Despite the dominance of synbio companies in traditional hubs like Boston, the Bay Area, and the UK, emerging firms in Latin America and Southeast Asia are making a global impact—how does founding in the global south benefit them, and are they equally affected by the current investment climate?
Funding & Investments
Emerging Technologies
Konstantinos Vavitsas, PhD
January 23, 2024

2020 and 2021 saw unprecedented investments in the Synthetic Biology sector. The realization that biology is important to solve real-life crises, such as a global pandemic, and the low-interest rates made investors pour money into ideas and solutions using biology as an engineering component. This created a plethora of startups with a varying range of scientific soundness and well-thought (or not-so-well-thought) business models.

2022 brought a rise in interest rates, inflation, and major geopolitical events that shifted the attention to energy and global supply chains. The investments in synthetic biology startups dropped to less than half. This might sound drastic. However, the overall investment is still significantly higher than in 2019. Investing in synthetic biology is here to stay, though the investors have maybe become more cautious and less eager to support ideas and ventures without a clear path to the market.

Some companies were especially hard hit by the new, tight investment climate. As funding rounds became smaller and more challenging to close, companies had to downsize or switch business models. The challenges synbio flagships such as Zymergen and Amyris faced made the VCs even more cautious. The tight investment climate has certainly made startups harder to grow in the traditional synbio hubs, such as Boston, the Bay area, or the UK. However, how does this mentality shift affect companies in the global south, such as in South Asia or Latin America?
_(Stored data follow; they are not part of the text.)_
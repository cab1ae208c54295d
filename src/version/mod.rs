//! Semantic-version model used for constraint checks.
//!
//! Parsing is permissive about missing minor/patch components (`1.2` is
//! `1.2.0`) and an optional leading `v`. Build metadata is carried along
//! for display but never takes part in ordering.

use crate::error::{Result, StackmatchError};
use regex::Regex;
use std::cmp::Ordering;
use std::fmt;
use std::str::FromStr;
use std::sync::LazyLock;

static VERSION_RE: LazyLock<Regex> = LazyLock::new(|| {
    Regex::new(
        r"^v?(\d+)(?:\.(\d+))?(?:\.(\d+))?(?:-([0-9A-Za-z\-.]+))?(?:\+([0-9A-Za-z\-.]+))?$",
    )
    .expect("Invalid regex pattern")
});

static NUMERIC_RUN_RE: LazyLock<Regex> =
    LazyLock::new(|| Regex::new(r"\d+(?:\.\d+){0,2}").expect("Invalid regex pattern"));

/// Comparison operators recognised at the start of a constraint. Two-character
/// operators come first so `>=` is never read as `>`.
const OPERATORS: [&str; 6] = [">=", "<=", "!=", ">", "<", "="];

#[derive(Debug, Clone)]
pub struct Version {
    pub major: u64,
    pub minor: u64,
    pub patch: u64,
    pub pre_release: String,
    pub build: String,
}

impl Version {
    pub fn new(major: u64, minor: u64, patch: u64) -> Self {
        Self {
            major,
            minor,
            patch,
            pre_release: String::new(),
            build: String::new(),
        }
    }

    pub fn parse(input: &str) -> Result<Self> {
        let input = input.trim();
        let caps = VERSION_RE
            .captures(input)
            .ok_or_else(|| StackmatchError::InvalidVersion(input.to_string()))?;

        let component = |idx: usize| -> Result<u64> {
            match caps.get(idx) {
                Some(m) => m
                    .as_str()
                    .parse::<u64>()
                    .map_err(|_| StackmatchError::InvalidVersion(input.to_string())),
                None => Ok(0),
            }
        };
        let text = |idx: usize| {
            caps.get(idx)
                .map(|m| m.as_str().to_string())
                .unwrap_or_default()
        };

        Ok(Self {
            major: component(1)?,
            minor: component(2)?,
            patch: component(3)?,
            pre_release: text(4),
            build: text(5),
        })
    }

    /// Parse native distro versions such as `1:2.34.1-1ubuntu1` or
    /// `3.12.1-2.fc39`. Tries the strict grammar first, then drops an epoch and
    /// takes the first dotted numeric run.
    pub fn parse_lenient(input: &str) -> Result<Self> {
        if let Ok(version) = Self::parse(input) {
            return Ok(version);
        }

        let trimmed = input.trim();
        let without_epoch = match trimmed.split_once(':') {
            Some((epoch, rest)) if !epoch.is_empty() && epoch.chars().all(|c| c.is_ascii_digit()) => {
                rest
            }
            _ => trimmed,
        };

        NUMERIC_RUN_RE
            .find(without_epoch)
            .ok_or_else(|| StackmatchError::InvalidVersion(input.to_string()))
            .and_then(|m| Self::parse(m.as_str()))
    }

    /// Check this version against a constraint expression.
    ///
    /// Accepted forms: empty or `*` (anything), an operator followed by a
    /// version (`>=1.2`, `!=2.0.0`), an inclusive range `A - B`, wildcard
    /// patterns (`1.x`, `1.2.*`, `1.2.3-*`), or a bare exact version.
    pub fn satisfies(&self, constraint: &str) -> Result<bool> {
        let constraint = constraint.trim();
        if constraint.is_empty() || constraint == "*" {
            return Ok(true);
        }

        for op in OPERATORS {
            if let Some(rest) = constraint.strip_prefix(op) {
                let target = parse_constraint_version(constraint, rest.trim())?;
                let ord = self.cmp(&target);
                return Ok(match op {
                    ">=" => ord != Ordering::Less,
                    "<=" => ord != Ordering::Greater,
                    "!=" => ord != Ordering::Equal,
                    ">" => ord == Ordering::Greater,
                    "<" => ord == Ordering::Less,
                    _ => ord == Ordering::Equal,
                });
            }
        }

        if let Some((low, high)) = constraint.split_once(" - ") {
            let low = parse_constraint_version(constraint, low.trim())?;
            let high = parse_constraint_version(constraint, high.trim())?;
            return Ok(*self >= low && *self <= high);
        }

        if constraint.contains(['x', 'X', '*']) {
            return self.matches_wildcard(constraint);
        }

        let target = parse_constraint_version(constraint, constraint)?;
        Ok(*self == target)
    }

    fn matches_wildcard(&self, pattern: &str) -> Result<bool> {
        if matches!(pattern, "*" | "x" | "X") {
            return Ok(true);
        }

        let rendered = self.to_string();
        if let Some(prefix) = pattern
            .strip_suffix(".x")
            .or_else(|| pattern.strip_suffix(".X"))
        {
            return Ok(rendered.starts_with(&format!("{}.", prefix)));
        }
        if let Some(prefix) = pattern.strip_suffix("-*") {
            return Ok(rendered.starts_with(prefix));
        }

        let mut expr = String::from("^");
        for ch in pattern.chars() {
            match ch {
                'x' | 'X' => expr.push_str("[0-9]+"),
                '*' => expr.push_str(".*"),
                other => expr.push_str(&regex::escape(&other.to_string())),
            }
        }
        expr.push('$');

        let re = Regex::new(&expr).map_err(|e| StackmatchError::InvalidConstraint {
            constraint: pattern.to_string(),
            reason: e.to_string(),
        })?;

        let mut comparable = format!("{}.{}.{}", self.major, self.minor, self.patch);
        if !self.pre_release.is_empty() {
            comparable.push('-');
            comparable.push_str(&self.pre_release);
        }
        Ok(re.is_match(&comparable))
    }
}

fn parse_constraint_version(constraint: &str, text: &str) -> Result<Version> {
    Version::parse(text).map_err(|_| StackmatchError::InvalidConstraint {
        constraint: constraint.to_string(),
        reason: format!("'{}' is not a valid version", text),
    })
}

/// True for constraints that accept any version.
pub fn is_unconstrained(constraint: &str) -> bool {
    matches!(constraint.trim(), "" | "*")
}

/// Reject malformed constraints up front, independent of any version.
pub fn validate_constraint(constraint: &str) -> Result<()> {
    Version::new(0, 0, 0).satisfies(constraint).map(|_| ())
}

/// Three-way comparison ignoring build metadata.
pub fn compare(a: &Version, b: &Version) -> Ordering {
    a.cmp(b)
}

/// Cheap syntactic check: exactly three dot-separated components, each
/// numeric or a wildcard, after an optional `v` and before any `-`/`+` suffix.
pub fn is_valid(input: &str) -> bool {
    let body = input.strip_prefix('v').unwrap_or(input);
    let core = body.split(['-', '+']).next().unwrap_or_default();
    let parts: Vec<&str> = core.split('.').collect();

    parts.len() == 3
        && parts.iter().all(|part| {
            matches!(*part, "x" | "X" | "*")
                || (!part.is_empty() && part.chars().all(|c| c.is_ascii_digit()))
        })
}

impl Ord for Version {
    fn cmp(&self, other: &Self) -> Ordering {
        (self.major, self.minor, self.patch)
            .cmp(&(other.major, other.minor, other.patch))
            .then_with(|| {
                match (self.pre_release.is_empty(), other.pre_release.is_empty()) {
                    (true, true) => Ordering::Equal,
                    (true, false) => Ordering::Greater,
                    (false, true) => Ordering::Less,
                    // Plain byte order, so "rc.10" sorts before "rc.2".
                    (false, false) => self.pre_release.cmp(&other.pre_release),
                }
            })
    }
}

impl PartialOrd for Version {
    fn partial_cmp(&self, other: &Self) -> Option<Ordering> {
        Some(self.cmp(other))
    }
}

impl PartialEq for Version {
    fn eq(&self, other: &Self) -> bool {
        self.cmp(other) == Ordering::Equal
    }
}

impl Eq for Version {}

impl fmt::Display for Version {
    fn fmt(&self, f: &mut fmt::Formatter<'_>) -> fmt::Result {
        write!(f, "{}.{}.{}", self.major, self.minor, self.patch)?;
        if !self.pre_release.is_empty() {
            write!(f, "-{}", self.pre_release)?;
        }
        if !self.build.is_empty() {
            write!(f, "+{}", self.build)?;
        }
        Ok(())
    }
}

impl FromStr for Version {
    type Err = StackmatchError;

    fn from_str(s: &str) -> Result<Self> {
        Self::parse(s)
    }
}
Latin America, Strong Talent, and an Appetite for Impact

Latin America has seen an explosion of new ventures, accelerated during the Covid-19 pandemic. The main drivers of this growth are people and spending efficiency. “Latam is one of the most cost-effective places in the world to start a new biotech business,” Francisco Buchara, managing partner of SF500, an innovation fund aiming to boost technological development in Argentina, said. “The scientific community is also very strong and internationally recognized, with no lack of suitable technical talent,” he added.

Phage viruses could be used as a new weapon in the battle against drug-resistant bacteria [NIAID]

Nicolas Berman, Partner at Kaszek, an investment fund focusing on Latin America, shares the same positive view about the local entrepreneurship potential. “It’s getting better and better for life sciences. There is a clearer understanding of potential impact”, he said. Berman mentioned two of their portfolio companies as examples of synthetic biology innovation in the region. NotCo uses AI and biotechnology to revolutionize the food industry by offering plant-based alternatives. PhageLab is battling multidrug-resistant bacteria, with significant activity in animal farms and large poultry producers, using phage cocktails that prevent or cure infections. 

When asked about the effects of the current investment client, both Buchara and Berman do not see significant challenges in raising funds and closing rounds for their portfolio companies. Their opinion is that a company with a clear path to a large market, a good team, and good science will advance and convince the right people to support them.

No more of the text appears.